Task directions:
Look below for the lines from the one with "let result = runtime.block_on(run(config));" to the one with "let mut handler = McpHandler::new();", and copy exactly those lines, both ends included.

^^^^^^^^^^^^^^^^

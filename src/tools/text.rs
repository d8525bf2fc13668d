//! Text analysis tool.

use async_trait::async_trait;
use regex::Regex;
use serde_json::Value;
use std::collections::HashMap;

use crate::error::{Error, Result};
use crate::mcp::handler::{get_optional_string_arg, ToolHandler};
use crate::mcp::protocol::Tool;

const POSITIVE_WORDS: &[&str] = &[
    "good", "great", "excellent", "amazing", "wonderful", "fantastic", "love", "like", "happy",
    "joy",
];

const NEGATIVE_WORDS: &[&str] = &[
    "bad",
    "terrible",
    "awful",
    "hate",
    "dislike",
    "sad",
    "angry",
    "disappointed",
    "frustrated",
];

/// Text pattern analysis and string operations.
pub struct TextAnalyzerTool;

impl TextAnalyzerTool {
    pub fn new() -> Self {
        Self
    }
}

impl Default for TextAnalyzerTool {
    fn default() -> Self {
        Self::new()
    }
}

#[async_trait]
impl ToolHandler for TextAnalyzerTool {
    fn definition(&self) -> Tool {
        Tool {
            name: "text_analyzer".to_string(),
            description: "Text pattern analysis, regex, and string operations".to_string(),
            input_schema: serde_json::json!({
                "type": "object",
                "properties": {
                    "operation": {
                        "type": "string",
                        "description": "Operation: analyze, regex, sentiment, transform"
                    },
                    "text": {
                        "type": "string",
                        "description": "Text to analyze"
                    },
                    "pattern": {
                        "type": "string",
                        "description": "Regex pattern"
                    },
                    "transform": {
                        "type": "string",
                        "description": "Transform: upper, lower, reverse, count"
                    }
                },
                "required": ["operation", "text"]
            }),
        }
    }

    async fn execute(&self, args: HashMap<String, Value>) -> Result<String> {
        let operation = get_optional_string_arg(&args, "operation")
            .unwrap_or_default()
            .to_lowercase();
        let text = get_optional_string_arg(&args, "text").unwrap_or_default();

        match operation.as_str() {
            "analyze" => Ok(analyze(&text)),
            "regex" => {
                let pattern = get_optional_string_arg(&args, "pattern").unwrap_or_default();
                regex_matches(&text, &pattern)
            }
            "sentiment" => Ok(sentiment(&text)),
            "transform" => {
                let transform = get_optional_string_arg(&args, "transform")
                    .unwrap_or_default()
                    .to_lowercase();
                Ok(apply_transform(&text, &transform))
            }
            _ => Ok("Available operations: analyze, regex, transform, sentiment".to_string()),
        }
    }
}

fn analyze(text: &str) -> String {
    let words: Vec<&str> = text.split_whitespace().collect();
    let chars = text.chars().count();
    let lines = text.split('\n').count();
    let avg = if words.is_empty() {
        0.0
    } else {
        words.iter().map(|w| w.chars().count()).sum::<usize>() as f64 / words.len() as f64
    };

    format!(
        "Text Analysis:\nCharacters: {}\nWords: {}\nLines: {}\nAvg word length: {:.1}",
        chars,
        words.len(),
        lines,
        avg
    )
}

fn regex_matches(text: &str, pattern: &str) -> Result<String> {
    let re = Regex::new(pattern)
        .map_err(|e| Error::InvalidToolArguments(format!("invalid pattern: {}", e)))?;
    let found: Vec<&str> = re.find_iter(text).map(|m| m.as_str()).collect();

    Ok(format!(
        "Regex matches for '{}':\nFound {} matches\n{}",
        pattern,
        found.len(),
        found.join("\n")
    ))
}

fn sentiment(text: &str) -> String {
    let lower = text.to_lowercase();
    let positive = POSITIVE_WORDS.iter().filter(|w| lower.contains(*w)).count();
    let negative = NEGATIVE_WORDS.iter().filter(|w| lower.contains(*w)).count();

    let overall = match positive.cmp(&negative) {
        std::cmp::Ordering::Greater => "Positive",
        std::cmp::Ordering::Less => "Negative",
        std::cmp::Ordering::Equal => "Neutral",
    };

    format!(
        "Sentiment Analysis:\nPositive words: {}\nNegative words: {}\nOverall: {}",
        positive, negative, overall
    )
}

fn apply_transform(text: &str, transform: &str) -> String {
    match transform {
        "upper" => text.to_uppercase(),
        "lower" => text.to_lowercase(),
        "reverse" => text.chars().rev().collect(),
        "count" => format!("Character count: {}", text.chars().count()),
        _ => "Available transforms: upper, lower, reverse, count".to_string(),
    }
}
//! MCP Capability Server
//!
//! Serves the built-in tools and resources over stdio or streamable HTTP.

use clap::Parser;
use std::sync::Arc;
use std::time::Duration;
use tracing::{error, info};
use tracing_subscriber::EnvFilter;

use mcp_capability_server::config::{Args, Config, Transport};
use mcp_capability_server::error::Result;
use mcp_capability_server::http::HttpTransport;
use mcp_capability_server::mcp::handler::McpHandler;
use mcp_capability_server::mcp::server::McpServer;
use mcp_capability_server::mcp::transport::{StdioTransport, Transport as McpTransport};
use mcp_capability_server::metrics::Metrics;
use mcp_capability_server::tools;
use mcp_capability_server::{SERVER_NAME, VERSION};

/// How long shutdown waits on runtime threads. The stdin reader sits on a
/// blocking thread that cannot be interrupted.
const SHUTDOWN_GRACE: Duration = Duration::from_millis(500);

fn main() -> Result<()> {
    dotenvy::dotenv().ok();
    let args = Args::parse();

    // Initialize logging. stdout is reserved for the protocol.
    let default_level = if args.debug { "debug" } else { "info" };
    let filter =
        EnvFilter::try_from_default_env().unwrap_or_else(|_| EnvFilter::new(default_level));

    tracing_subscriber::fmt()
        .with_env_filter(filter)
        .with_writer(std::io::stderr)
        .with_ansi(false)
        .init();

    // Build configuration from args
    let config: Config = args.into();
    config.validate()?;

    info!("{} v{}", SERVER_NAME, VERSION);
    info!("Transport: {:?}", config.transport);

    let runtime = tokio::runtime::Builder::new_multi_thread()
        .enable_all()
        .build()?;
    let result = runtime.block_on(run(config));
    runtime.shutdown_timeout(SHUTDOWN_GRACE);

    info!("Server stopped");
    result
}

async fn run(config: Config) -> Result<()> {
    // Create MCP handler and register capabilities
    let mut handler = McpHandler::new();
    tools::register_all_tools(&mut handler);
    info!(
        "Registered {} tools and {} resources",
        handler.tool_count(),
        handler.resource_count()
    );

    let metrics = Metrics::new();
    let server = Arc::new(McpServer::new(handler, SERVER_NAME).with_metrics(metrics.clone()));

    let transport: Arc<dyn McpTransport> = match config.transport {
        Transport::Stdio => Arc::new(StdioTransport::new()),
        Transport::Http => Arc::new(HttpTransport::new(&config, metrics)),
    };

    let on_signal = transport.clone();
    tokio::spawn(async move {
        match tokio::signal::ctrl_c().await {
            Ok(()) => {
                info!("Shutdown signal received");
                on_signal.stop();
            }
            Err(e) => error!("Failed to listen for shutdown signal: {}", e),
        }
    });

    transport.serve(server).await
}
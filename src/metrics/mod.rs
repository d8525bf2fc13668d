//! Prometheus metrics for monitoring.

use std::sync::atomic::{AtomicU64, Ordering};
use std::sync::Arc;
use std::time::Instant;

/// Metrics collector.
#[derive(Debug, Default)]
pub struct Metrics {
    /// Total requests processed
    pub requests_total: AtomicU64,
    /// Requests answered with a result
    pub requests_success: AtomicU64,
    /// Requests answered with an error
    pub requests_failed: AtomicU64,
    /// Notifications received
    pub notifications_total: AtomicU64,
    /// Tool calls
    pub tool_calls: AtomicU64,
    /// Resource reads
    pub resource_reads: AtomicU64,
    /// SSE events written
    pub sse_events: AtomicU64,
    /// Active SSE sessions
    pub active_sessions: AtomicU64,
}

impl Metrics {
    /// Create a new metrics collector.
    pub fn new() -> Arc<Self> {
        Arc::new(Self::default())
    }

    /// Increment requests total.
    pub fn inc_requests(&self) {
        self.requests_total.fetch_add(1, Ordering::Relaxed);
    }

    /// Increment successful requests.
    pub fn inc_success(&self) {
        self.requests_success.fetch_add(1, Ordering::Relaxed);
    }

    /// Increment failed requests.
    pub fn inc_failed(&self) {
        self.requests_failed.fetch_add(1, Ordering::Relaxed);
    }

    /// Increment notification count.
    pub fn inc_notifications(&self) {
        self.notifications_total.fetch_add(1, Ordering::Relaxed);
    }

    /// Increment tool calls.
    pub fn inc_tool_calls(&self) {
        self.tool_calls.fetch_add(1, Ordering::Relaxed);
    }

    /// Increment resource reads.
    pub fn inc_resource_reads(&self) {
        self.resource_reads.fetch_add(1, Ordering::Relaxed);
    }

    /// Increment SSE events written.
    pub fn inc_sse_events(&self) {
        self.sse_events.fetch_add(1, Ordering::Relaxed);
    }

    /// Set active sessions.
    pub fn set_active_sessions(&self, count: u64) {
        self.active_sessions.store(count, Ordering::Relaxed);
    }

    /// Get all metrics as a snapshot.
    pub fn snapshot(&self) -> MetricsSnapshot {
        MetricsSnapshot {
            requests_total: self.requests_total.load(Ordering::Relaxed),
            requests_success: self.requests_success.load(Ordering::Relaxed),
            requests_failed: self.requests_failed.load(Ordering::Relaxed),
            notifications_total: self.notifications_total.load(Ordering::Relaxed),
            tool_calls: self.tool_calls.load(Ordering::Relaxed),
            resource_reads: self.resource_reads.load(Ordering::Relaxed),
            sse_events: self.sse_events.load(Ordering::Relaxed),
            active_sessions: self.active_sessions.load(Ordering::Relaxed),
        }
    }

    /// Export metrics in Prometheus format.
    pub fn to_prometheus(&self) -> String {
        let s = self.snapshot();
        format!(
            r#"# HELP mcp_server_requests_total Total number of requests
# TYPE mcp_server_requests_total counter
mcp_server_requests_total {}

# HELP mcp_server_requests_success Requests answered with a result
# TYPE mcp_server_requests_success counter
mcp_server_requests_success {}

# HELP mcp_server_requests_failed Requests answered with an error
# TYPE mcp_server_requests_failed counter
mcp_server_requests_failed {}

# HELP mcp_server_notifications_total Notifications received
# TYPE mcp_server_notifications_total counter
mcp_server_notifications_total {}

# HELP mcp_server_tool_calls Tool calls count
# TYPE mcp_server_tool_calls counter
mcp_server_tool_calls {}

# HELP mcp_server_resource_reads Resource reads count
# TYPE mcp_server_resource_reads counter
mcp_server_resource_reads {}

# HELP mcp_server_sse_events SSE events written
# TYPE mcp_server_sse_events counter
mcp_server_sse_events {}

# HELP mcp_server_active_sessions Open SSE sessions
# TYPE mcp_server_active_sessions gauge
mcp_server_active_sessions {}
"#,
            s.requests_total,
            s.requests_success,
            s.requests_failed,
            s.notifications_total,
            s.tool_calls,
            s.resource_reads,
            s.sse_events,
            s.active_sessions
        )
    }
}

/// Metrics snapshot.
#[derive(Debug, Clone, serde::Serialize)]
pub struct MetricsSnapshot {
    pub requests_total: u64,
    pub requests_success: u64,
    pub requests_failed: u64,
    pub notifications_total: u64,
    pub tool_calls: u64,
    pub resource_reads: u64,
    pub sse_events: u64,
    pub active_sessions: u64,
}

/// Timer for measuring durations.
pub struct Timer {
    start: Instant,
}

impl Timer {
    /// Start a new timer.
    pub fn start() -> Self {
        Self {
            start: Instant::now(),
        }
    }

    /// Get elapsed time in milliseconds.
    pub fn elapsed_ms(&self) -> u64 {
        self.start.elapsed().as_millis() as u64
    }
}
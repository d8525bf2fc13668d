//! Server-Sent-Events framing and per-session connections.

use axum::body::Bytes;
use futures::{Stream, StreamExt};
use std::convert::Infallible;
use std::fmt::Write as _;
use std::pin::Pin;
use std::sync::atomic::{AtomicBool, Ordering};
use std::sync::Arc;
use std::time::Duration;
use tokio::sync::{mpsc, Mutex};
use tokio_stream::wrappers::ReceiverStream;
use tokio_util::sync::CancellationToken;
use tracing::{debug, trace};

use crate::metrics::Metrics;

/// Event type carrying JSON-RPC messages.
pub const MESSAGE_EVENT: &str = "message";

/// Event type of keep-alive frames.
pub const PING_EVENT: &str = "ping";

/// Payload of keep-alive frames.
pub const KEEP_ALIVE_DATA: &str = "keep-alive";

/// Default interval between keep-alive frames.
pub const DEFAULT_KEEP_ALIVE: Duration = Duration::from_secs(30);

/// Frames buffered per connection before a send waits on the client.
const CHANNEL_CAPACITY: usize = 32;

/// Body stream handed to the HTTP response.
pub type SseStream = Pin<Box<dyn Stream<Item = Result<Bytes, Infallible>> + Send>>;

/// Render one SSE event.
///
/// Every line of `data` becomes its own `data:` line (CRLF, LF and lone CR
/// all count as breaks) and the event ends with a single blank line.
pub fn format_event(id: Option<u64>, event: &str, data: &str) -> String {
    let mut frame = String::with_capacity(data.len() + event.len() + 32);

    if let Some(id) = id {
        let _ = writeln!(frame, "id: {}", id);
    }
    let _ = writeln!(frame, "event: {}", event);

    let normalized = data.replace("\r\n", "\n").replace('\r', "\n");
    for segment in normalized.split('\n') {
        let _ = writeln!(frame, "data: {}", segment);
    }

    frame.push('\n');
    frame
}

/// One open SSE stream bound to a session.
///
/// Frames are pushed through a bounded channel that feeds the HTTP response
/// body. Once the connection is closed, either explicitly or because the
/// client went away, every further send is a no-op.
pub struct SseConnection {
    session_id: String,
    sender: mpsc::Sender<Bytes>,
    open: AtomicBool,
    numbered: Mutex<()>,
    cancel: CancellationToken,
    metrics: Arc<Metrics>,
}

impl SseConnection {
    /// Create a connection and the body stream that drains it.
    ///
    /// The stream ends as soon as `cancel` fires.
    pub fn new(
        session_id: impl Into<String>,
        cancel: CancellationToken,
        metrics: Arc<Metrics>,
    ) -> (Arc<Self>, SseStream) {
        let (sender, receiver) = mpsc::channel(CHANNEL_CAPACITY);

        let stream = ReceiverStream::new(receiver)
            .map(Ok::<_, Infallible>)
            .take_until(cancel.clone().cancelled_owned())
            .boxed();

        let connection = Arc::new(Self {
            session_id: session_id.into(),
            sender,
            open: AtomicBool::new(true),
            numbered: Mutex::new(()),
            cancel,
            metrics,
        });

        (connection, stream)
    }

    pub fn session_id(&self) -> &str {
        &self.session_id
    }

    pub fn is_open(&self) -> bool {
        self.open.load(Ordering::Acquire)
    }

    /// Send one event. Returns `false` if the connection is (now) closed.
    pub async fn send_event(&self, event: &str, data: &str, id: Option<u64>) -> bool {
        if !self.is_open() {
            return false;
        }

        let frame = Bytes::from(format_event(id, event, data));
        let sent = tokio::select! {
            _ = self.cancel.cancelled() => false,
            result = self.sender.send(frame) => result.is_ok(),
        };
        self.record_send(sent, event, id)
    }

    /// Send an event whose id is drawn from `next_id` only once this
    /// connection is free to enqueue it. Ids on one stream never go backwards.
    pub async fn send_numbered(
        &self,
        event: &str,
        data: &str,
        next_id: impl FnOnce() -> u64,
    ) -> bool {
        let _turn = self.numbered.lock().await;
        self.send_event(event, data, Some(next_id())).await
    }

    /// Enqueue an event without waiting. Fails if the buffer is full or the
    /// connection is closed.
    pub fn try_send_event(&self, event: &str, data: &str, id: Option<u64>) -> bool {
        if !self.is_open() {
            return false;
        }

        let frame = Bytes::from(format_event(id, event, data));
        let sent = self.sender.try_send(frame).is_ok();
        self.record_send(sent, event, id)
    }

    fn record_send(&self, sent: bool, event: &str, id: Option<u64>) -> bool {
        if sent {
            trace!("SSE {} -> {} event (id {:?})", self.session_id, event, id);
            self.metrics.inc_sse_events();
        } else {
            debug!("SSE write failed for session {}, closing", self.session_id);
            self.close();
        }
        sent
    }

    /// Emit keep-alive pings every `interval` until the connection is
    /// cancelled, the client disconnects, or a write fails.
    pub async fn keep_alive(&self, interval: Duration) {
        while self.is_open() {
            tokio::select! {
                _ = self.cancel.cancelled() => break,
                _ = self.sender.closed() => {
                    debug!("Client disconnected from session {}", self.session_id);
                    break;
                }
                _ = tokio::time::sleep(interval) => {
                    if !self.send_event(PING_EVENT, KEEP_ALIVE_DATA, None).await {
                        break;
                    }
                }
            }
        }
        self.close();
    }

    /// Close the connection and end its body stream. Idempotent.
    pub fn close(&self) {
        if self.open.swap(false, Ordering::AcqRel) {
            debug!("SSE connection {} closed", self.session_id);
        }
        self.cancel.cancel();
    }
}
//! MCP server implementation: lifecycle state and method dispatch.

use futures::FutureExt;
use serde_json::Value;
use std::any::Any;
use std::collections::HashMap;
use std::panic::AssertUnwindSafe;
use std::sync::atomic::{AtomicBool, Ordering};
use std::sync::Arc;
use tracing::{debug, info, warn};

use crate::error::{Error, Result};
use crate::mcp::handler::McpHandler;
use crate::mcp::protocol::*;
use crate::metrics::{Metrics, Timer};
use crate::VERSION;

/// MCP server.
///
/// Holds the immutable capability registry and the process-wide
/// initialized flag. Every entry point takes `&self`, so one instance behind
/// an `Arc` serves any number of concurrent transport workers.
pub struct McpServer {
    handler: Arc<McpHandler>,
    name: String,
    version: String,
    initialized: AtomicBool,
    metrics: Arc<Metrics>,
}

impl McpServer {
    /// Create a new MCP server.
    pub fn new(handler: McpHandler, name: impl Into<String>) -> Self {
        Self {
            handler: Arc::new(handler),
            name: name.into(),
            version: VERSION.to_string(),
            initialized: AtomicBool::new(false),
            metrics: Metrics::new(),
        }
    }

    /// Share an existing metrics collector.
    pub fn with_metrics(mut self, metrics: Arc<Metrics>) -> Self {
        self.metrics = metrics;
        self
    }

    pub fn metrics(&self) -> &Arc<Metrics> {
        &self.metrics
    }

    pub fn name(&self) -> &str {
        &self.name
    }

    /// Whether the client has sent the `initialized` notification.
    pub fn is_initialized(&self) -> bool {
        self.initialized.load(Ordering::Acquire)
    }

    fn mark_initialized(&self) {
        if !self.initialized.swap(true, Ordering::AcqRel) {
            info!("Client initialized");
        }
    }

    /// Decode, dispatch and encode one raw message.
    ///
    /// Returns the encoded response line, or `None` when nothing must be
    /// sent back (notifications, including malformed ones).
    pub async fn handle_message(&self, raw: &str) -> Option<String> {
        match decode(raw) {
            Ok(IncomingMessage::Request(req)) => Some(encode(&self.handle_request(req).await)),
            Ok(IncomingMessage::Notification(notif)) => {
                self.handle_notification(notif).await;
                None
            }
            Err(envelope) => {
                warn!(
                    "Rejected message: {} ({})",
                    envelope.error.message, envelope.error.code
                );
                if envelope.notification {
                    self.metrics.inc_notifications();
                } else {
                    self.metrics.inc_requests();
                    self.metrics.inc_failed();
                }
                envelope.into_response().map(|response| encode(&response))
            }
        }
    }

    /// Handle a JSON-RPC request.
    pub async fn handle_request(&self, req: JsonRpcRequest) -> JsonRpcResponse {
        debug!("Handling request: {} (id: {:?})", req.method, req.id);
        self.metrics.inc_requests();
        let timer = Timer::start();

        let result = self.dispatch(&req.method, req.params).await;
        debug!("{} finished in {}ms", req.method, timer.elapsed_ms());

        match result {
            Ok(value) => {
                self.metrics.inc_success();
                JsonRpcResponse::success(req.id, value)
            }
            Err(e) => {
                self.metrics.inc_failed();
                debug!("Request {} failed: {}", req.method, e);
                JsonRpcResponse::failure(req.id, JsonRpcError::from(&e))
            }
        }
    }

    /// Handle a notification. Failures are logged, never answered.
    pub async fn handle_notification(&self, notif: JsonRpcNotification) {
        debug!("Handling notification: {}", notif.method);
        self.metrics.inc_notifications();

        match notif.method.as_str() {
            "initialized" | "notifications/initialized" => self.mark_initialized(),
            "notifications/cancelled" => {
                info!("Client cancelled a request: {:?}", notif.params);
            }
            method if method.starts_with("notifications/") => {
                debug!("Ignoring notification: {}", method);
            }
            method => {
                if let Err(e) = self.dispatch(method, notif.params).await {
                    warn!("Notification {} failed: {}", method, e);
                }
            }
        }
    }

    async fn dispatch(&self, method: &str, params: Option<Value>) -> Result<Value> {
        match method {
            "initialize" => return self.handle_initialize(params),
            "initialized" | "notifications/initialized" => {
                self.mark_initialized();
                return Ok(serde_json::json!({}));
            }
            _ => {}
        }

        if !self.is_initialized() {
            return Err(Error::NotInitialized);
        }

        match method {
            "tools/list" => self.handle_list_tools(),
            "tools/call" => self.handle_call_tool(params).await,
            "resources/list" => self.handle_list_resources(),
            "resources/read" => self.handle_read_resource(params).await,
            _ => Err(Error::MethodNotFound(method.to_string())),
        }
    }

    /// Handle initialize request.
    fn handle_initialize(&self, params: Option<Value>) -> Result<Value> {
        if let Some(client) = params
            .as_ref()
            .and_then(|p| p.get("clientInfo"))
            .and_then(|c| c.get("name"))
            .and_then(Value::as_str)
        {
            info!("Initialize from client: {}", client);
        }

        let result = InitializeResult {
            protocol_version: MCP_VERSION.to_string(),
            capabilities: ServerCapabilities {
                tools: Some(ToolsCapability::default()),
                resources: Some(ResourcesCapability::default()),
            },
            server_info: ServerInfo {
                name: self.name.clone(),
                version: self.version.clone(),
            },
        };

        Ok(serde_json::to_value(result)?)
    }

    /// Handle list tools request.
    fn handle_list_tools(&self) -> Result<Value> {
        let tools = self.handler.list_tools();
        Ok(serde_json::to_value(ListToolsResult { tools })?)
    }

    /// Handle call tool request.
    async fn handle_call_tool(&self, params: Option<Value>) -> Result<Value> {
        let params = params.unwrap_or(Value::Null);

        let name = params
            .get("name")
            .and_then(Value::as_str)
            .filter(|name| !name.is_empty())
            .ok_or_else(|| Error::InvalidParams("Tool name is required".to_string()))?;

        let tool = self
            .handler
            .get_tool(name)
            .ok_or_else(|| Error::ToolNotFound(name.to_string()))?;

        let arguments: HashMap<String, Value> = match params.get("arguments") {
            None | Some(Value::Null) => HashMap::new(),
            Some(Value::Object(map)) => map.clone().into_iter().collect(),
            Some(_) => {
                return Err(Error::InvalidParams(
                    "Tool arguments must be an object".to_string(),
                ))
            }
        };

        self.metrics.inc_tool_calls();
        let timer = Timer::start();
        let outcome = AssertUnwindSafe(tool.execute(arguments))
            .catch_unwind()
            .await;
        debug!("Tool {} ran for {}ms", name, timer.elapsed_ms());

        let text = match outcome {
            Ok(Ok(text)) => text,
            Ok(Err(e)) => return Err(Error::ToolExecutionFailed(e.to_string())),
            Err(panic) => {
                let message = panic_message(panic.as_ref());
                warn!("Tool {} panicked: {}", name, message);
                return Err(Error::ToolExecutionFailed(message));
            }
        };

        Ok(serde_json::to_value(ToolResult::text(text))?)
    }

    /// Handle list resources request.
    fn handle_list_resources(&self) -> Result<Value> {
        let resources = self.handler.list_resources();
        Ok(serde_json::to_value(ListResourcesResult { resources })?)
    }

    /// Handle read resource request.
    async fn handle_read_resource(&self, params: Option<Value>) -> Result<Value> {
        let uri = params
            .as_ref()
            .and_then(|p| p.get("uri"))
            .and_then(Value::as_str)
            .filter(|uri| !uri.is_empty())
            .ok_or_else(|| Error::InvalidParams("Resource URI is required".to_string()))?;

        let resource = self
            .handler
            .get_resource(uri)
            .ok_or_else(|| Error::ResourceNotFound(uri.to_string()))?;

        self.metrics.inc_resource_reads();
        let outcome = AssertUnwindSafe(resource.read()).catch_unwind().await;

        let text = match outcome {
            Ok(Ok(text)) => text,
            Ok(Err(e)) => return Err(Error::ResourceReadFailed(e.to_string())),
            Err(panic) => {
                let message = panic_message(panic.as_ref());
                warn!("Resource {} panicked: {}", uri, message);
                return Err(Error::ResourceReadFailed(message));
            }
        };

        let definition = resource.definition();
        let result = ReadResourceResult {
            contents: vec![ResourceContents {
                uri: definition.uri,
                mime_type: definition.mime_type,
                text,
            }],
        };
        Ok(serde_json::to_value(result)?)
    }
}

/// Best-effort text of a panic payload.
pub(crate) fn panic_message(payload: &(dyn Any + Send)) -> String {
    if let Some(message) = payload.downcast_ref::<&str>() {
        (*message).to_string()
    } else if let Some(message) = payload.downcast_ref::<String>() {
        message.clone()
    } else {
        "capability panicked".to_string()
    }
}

^^^^^^^^^^^^^^^^

Answer section:
    let result = runtime.block_on(run(config));
    runtime.shutdown_timeout(SHUTDOWN_GRACE);

    info!("Server stopped");
    result
}

async fn run(config: Config) -> Result<()> {
    // Create MCP handler and register capabilities
    let mut handler = McpHandler::new();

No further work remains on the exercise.